▶ **ACTIVITY**
Below is a listing. Set down exactly the lines from the one containing "and from custom" through the one containing "u64, received: u64", both ends included, and leave out the rest.

**** INFORMATION GIVEN ****

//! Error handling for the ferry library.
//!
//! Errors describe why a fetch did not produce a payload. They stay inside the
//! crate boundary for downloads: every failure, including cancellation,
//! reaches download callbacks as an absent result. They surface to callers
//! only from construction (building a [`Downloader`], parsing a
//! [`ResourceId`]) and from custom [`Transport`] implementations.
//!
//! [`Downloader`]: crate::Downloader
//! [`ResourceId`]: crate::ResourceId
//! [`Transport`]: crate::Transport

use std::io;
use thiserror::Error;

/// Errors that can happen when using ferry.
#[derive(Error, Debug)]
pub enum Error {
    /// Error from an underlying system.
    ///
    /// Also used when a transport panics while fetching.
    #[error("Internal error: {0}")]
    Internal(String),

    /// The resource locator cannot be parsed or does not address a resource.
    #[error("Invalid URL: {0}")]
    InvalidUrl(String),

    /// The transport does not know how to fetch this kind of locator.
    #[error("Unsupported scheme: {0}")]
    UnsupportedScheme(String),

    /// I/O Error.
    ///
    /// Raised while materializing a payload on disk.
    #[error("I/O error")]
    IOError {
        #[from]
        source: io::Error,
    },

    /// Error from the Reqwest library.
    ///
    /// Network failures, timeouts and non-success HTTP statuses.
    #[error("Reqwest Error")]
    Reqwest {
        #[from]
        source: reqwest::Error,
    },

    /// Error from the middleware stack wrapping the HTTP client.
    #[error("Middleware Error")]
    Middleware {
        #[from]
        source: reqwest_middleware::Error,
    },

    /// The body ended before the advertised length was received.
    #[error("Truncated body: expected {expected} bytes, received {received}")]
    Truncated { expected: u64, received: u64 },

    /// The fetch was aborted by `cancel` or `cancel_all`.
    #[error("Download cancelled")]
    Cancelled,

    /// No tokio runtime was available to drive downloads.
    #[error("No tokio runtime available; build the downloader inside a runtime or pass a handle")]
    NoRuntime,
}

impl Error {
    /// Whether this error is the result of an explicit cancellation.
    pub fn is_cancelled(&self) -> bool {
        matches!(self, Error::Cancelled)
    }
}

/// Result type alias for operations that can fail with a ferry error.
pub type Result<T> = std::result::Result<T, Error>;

****
**** INFORMATION GIVEN ****

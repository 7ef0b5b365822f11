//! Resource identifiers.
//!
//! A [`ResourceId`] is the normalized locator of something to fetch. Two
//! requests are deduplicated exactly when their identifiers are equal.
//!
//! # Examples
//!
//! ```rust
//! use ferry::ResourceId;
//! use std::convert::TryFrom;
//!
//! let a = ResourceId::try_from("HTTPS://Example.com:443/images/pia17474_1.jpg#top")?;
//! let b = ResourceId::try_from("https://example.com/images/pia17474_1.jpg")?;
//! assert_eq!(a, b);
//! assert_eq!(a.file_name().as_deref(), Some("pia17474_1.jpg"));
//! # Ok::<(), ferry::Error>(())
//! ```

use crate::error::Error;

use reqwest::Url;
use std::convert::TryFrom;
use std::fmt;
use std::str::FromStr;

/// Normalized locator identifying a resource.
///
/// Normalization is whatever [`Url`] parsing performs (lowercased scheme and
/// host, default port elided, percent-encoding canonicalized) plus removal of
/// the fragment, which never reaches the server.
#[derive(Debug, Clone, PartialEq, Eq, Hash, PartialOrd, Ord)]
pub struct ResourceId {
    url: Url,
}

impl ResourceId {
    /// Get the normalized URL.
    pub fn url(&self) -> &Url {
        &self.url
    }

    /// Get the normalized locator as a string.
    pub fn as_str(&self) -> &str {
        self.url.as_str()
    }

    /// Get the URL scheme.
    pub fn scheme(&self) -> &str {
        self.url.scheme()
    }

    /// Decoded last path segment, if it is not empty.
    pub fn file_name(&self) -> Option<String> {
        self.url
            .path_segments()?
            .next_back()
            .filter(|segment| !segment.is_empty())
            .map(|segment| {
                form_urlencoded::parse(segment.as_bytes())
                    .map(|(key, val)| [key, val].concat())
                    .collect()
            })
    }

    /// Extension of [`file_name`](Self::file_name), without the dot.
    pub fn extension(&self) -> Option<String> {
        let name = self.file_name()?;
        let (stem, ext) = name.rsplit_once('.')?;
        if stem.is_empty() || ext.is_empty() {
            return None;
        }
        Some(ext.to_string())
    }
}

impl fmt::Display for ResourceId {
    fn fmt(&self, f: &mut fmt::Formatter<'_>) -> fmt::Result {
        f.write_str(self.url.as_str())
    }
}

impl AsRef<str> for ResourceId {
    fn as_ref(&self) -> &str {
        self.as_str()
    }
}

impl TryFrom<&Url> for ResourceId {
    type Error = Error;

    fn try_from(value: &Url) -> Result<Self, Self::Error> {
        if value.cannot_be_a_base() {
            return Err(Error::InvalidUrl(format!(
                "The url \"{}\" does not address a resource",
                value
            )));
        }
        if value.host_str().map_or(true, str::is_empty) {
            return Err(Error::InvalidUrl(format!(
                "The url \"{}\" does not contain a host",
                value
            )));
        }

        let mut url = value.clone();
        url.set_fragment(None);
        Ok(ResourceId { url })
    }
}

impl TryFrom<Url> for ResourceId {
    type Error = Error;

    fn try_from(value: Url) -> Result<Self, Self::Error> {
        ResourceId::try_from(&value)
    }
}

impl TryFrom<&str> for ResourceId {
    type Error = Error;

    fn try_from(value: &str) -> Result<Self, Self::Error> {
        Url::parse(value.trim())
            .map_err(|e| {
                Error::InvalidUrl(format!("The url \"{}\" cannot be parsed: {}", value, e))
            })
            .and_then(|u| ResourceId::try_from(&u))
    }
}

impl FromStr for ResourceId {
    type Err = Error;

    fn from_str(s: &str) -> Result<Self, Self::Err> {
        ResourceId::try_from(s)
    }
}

****
**** INFORMATION GIVEN ****

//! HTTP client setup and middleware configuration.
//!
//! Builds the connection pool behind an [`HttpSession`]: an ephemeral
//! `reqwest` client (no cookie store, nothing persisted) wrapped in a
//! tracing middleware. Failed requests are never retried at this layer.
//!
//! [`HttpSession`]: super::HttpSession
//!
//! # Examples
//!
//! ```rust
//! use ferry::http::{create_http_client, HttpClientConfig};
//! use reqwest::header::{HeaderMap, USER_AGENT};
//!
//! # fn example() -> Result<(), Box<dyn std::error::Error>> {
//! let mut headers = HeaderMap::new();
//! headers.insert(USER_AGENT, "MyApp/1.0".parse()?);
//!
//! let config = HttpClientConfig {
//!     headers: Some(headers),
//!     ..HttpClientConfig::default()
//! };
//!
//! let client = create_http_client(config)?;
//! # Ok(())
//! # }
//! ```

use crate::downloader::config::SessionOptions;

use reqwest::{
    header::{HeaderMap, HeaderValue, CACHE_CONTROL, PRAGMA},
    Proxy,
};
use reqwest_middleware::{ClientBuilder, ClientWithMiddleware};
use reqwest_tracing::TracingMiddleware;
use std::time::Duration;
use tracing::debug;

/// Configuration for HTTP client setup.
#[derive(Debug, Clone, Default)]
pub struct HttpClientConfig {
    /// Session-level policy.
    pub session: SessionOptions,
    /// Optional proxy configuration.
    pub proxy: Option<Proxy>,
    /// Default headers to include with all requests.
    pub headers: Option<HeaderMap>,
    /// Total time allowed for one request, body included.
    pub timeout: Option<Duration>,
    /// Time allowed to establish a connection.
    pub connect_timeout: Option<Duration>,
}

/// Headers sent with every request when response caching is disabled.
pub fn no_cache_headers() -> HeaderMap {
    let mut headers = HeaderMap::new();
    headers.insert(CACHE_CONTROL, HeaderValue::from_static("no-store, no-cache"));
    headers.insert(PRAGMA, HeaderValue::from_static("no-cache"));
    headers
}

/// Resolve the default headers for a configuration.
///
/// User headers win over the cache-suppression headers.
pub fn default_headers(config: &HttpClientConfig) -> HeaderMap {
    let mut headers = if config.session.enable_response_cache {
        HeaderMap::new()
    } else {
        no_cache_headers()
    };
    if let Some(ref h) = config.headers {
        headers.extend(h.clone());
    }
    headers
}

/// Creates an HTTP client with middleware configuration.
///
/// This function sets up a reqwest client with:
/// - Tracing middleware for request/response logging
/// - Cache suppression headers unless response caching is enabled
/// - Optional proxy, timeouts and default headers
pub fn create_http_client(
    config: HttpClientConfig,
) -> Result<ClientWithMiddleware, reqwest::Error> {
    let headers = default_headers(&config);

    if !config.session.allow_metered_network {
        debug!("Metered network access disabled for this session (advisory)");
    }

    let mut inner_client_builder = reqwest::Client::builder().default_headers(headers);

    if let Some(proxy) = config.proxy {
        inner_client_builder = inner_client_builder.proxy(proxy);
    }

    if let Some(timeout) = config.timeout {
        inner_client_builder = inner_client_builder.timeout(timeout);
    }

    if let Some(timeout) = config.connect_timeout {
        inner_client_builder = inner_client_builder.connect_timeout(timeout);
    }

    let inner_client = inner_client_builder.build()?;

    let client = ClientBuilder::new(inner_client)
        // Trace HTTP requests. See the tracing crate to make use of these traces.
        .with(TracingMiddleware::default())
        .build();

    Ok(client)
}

****

▶ **RESULT FOR THIS EXERCISE**
//! [`ResourceId`]) and from custom [`Transport`] implementations.
//!
//! [`Downloader`]: crate::Downloader
//! [`ResourceId`]: crate::ResourceId
//! [`Transport`]: crate::Transport

use std::io;
use thiserror::Error;

/// Errors that can happen when using ferry.
#[derive(Error, Debug)]
pub enum Error {
    /// Error from an underlying system.
    ///
    /// Also used when a transport panics while fetching.
    #[error("Internal error: {0}")]
    Internal(String),

    /// The resource locator cannot be parsed or does not address a resource.
    #[error("Invalid URL: {0}")]
    InvalidUrl(String),

    /// The transport does not know how to fetch this kind of locator.
    #[error("Unsupported scheme: {0}")]
    UnsupportedScheme(String),

    /// I/O Error.
    ///
    /// Raised while materializing a payload on disk.
    #[error("I/O error")]
    IOError {
        #[from]
        source: io::Error,
    },

    /// Error from the Reqwest library.
    ///
    /// Network failures, timeouts and non-success HTTP statuses.
    #[error("Reqwest Error")]
    Reqwest {
        #[from]
        source: reqwest::Error,
    },

    /// Error from the middleware stack wrapping the HTTP client.
    #[error("Middleware Error")]
    Middleware {
        #[from]
        source: reqwest_middleware::Error,
    },

    /// The body ended before the advertised length was received.
    #[error("Truncated body: expected {expected} bytes, received {received}")]
    Truncated { expected: u64, received: u64 },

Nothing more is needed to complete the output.